> **Work request**: Which lines of the entries contain the word "bool"? Please list them.

> **Records supplied**:
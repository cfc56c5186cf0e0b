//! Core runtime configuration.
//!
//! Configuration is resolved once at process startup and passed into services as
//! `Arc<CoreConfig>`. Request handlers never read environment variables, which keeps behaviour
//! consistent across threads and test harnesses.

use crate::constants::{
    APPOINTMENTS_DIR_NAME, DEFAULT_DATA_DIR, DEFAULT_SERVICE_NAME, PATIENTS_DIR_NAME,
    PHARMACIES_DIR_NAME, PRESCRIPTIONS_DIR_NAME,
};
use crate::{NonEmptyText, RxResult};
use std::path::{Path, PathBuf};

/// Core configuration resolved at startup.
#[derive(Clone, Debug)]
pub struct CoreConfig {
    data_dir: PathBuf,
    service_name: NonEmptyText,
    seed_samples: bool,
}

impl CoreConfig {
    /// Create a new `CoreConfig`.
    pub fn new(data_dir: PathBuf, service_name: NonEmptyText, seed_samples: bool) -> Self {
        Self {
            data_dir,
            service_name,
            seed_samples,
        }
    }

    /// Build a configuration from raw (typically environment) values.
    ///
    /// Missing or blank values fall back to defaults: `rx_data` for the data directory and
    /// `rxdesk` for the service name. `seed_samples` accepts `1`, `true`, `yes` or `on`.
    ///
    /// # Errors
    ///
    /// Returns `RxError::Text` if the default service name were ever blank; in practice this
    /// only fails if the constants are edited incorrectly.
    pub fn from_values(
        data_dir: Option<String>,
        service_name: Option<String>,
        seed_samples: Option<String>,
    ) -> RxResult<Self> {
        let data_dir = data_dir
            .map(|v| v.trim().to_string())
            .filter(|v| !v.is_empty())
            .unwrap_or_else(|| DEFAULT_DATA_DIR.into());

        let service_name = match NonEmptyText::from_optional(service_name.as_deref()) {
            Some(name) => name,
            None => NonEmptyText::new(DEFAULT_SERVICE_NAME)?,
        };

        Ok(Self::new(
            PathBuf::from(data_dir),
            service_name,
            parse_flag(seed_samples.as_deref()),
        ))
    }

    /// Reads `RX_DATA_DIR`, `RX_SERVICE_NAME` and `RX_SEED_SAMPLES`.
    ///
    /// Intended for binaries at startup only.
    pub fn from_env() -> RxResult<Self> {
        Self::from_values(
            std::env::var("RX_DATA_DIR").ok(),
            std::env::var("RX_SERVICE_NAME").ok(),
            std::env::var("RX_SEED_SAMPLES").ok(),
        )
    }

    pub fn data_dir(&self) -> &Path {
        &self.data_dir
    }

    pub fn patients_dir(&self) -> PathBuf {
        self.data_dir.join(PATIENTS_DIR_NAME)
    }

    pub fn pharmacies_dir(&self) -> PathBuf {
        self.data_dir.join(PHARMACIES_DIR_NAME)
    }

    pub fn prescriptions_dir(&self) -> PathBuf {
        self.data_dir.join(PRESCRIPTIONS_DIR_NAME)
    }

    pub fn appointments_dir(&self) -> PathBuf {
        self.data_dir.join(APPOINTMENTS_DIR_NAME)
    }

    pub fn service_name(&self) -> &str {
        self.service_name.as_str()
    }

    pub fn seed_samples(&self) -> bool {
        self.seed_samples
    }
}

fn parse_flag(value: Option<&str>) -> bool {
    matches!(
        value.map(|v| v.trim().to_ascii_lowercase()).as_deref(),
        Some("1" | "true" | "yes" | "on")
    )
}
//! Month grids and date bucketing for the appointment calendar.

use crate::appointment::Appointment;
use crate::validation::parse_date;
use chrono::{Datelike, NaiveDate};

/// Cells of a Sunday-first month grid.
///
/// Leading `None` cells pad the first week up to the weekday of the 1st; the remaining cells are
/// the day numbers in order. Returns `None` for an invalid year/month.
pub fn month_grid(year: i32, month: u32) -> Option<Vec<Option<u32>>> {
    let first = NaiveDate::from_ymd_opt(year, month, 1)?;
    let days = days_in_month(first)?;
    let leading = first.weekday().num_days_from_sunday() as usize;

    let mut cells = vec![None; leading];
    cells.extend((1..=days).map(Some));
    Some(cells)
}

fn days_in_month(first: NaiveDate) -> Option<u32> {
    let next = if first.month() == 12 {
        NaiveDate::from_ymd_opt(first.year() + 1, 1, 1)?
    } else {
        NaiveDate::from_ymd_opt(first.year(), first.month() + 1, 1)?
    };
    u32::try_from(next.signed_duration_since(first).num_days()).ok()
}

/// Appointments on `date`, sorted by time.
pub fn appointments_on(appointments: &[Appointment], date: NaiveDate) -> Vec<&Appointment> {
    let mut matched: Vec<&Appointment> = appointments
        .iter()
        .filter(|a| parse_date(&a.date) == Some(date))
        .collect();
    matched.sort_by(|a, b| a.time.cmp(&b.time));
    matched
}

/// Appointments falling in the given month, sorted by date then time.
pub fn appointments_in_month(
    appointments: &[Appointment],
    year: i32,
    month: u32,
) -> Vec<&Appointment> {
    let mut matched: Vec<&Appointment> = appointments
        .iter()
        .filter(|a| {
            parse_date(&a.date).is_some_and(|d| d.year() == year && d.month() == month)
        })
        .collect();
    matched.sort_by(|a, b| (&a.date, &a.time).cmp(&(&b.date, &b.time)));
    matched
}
--
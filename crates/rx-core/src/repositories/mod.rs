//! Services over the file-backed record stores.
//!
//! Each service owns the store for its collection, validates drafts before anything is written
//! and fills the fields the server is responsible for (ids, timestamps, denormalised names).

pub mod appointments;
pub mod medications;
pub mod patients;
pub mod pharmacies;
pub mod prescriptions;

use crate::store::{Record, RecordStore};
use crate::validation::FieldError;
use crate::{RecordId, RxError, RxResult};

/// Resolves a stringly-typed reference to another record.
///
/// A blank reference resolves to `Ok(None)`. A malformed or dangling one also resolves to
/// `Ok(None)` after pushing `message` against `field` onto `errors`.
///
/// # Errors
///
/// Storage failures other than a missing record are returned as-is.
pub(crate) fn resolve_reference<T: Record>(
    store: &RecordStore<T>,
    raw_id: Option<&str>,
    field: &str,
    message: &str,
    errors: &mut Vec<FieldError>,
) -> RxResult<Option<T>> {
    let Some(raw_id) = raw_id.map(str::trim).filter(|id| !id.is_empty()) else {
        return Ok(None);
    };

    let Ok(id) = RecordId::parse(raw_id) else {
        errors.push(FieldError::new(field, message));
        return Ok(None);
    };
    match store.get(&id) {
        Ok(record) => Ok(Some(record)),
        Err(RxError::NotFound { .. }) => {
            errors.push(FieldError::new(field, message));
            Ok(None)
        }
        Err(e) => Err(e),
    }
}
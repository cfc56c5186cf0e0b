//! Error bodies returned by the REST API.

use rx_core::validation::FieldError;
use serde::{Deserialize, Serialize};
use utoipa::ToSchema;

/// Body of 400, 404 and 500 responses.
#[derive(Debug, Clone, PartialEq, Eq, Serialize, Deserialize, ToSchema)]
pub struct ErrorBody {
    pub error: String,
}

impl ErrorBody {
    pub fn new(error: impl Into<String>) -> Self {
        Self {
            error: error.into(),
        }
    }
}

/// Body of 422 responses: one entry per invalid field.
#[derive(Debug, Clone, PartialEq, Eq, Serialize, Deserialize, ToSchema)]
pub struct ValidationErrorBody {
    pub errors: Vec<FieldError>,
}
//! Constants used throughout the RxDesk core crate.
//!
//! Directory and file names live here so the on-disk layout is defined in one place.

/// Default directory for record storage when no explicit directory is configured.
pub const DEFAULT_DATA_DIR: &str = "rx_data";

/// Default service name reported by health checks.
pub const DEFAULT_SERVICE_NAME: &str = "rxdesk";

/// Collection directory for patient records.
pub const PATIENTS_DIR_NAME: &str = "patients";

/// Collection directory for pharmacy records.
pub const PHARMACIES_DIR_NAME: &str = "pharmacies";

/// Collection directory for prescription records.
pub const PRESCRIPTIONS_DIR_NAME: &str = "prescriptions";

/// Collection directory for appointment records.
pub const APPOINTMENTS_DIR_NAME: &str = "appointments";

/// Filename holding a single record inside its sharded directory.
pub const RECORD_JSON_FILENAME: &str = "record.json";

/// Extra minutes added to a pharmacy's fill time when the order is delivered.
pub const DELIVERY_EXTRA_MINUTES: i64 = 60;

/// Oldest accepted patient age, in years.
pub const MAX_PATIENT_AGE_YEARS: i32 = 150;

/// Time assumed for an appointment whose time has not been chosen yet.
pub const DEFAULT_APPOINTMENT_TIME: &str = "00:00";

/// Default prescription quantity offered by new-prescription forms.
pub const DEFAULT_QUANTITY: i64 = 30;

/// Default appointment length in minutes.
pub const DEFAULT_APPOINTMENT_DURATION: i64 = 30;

> **Written answer**:
    seed_samples: bool,
    pub fn new(data_dir: PathBuf, service_name: NonEmptyText, seed_samples: bool) -> Self {
    pub fn seed_samples(&self) -> bool {
fn parse_flag(value: Option<&str>) -> bool {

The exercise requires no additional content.